CARA MENGATASI PENYAKIT BULAI PADA JAGUNG

Ancaman Penyakit Bulai

Dengan besarnya lahan dan produksi jagung yang dimiliki Indonesia, petani juga harus siap dengan ancaman yang ada, salah satunya adalah penyakit bulai.

Penyakit ini merupakan penyakit umum yang ditemukan pada jagung. Ia disebabkan oleh jamur Peronosclerospora maydis.

Penyebaran jamur ini sangat cepat dan luas jika dibantu oleh angina, yakni dapat menyebar hingga radius 5 - 10 km. Sementara jika tidak dibantu angina, penyebarannya tetap dapat mencapai radius 10 - 15 meter.

Oleh karena itu, sifatnya sangat berbahaya karena dapat menyebabkan kerugian yang sangat besar, bahkan hingga 100%.

Kerusakan terbesar pada tanaman jagung akibat penyakit bulai dapat ditemukan pada tahun 1973 - 1975, di mana produksi jagung di Lampung mengalami penurunan dari 114.975 ton menjadi 18.977 ton.

Dalam rentang waktu yang sama, penyakit bulai juga menyerang 2.418 ha lahan jagung di Jawa Tengah dan lebih dari 2000 ha di Jawa Timur.


Cara Mengendalikan Penyakit Bulai Pada Jagung

Oleh karena itu, petani harus tahu bagaimana cara mengendalikan penyakit bulai jagung agar tidak mengalami kerugian besar.

 

Berikut langkah-langkahnya:

1.    Memastikan usia tanaman di waktu yang tepat

Jamur peronosclerospora maydis biasanya mengalami perkembangan pesat pada musim peralihan, yaitu peralihan dari musim hujan ke musim kemarau, atau sebaliknya. Jamur ini juga rentan menyerang tanaman jagung di usia 0 - 5 minggu. Oleh karena itu, petani harus bisa memastikan bahwa tanaman jagungnya telah melewati usia 0 - 5 minggu pada saat musim peralihan. Hal ini diperlukan untuk mencegah atau memperkecil serangan Peronosclerospora maydis.

 

2.    Melakukan pergiliran tanaman

Untuk mencegah perkembangan Peronosclerospora maydis yang cepat, sebaiknya petani melakukan pergiliran tanaman. Setelah panen jagung, lahan sebaiknya ditanami tanaman yang bukan inang Peronosclerospora maydis (bukan jagung, gandung, padi, atau sorgum lainnya), misal cabai, dan sebagainya.

Pergiliran tanaman ini akan membuat Peronosclerospora maydis tidak memiliki media untuk berkembang.

 

3.    Perlakukan benih dengan fungisida

Karena Peronosclerospora maydis merupakan jenis jamur, maka petani dapat mengatasinya dengan menggunakan fungisida.
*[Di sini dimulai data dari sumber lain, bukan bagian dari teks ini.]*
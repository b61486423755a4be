//! # Utility Module
//!
//! Glue between the command line, the configuration file and the library
//! entry points.

use std::sync::Arc;
use std::sync::atomic::{AtomicBool, Ordering};
use std::time::Duration;

use anyhow::{Result, anyhow};
use tracing::warn;

use crate::cli::CliOptions;
use crate::config::ScanConfig;
use crate::generate::GenerateConfig;
use crate::pipeline::{LogProgress, ProgressConfig};

/// Apply CLI overrides on top of the loaded configuration.
pub fn apply_cli_overrides(cfg: &mut ScanConfig, opts: &CliOptions) {
    if let Some(workers) = opts.workers {
        cfg.workers = workers;
    }
    if let Some(segment_size) = opts.segment_size {
        cfg.segment_size = segment_size;
    }
    if let Some(chunk_size) = opts.chunk_size {
        cfg.chunk_size = chunk_size;
    }
    if opts.no_stagger {
        cfg.stagger.max_ms = 0;
        cfg.stagger.min_ms = 0;
    }
    if let Some(seed) = opts.stagger_seed {
        cfg.stagger.seed = Some(seed);
    }
    if let Some(ms) = opts.progress_ms {
        cfg.progress_interval_ms = ms;
    }
}

/// Validate `cfg` and log every accepted-but-suspicious setting.
pub fn check_scan_config(cfg: &ScanConfig) -> Result<()> {
    cfg.validate()?;
    for warning in cfg.warnings() {
        warn!("{warning}");
    }
    Ok(())
}

pub fn generate_config_from_cli(opts: &CliOptions) -> GenerateConfig {
    GenerateConfig {
        min: opts.min,
        max: opts.max,
        count: opts.count,
        randomize: opts.random,
        seed: opts.seed,
        output: opts.output.clone(),
        sidecar: opts.sidecar.clone(),
    }
}

pub fn progress_from_config(cfg: &ScanConfig) -> Option<ProgressConfig> {
    if cfg.progress_interval_ms == 0 {
        return None;
    }
    Some(ProgressConfig {
        reporter: Arc::new(LogProgress),
        interval: Duration::from_millis(cfg.progress_interval_ms),
    })
}

/// Install a Ctrl+C handler that raises the returned flag.
pub fn install_cancel_handler() -> Result<Arc<AtomicBool>> {
    let flag = Arc::new(AtomicBool::new(false));
    let handler_flag = flag.clone();
    ctrlc::set_handler(move || {
        handler_flag.store(true, Ordering::Relaxed);
    })
    .map_err(|err| anyhow!("failed to install Ctrl+C handler: {err}"))?;
    Ok(flag)
}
Namun, fungisida yang digunakan untuk mengatasi penyakit bulai jagung di sini adalah fungisida berbahan aktif belerang atau tembaga. Jenis fungisida ini diperlukan agar konidia yang terbawa oleh benih tidak tumbuh.

 

4.    Melakukan pengamatan rutin

Untuk setiap tanaman, pastinya kita harus selalu melakukan pengamatan. Mengingat penyakit bulai jagung sangat berbahaya bagi tanaman, pengamatan rutin memang sangat diperlukan.

Hal ini dilakukan agar petani dapat segera tahu jika terdapat indikasi penyakit bulai pada tanaman jagungnya, sehingga dapat diatasi sedini mungkin.

Jika terdapat tanaman yang mulai menunjukkan gejala penyakit bulai, sebaiknya ia dicabut atau dibakar agar penyakitnya tidak menular pada tanaman jagung yang sehat.

Gejala serangan Peronosclerospora maydis pada jagung biasanya berbeda-beda, tergantung usia tanaman jagung tersebut. Jika jagung diserang penyakit bulai pada usia 0 - 3 minggu, gejala yang ditunjukkan biasanya berupa daun yang menguning dan kaku. Jika diserang pada usia 3 - 5 minggu, daun jagung yang baru membuka biasanya ikut menguning, pertumbuhan tanaman melambat, tongkolnya hanya terdiri dari sedikit biji, dan terkadang tongkolnya berbentuk tidak normal.

Sementara jika tanaman diserang pada usia di atas 5 minggu, gejala yang ditunjukkan berupa daun yang membengkok (klorosis). Pada usia ini, penyakit bulai dapat menurunkan panen hingga 30%.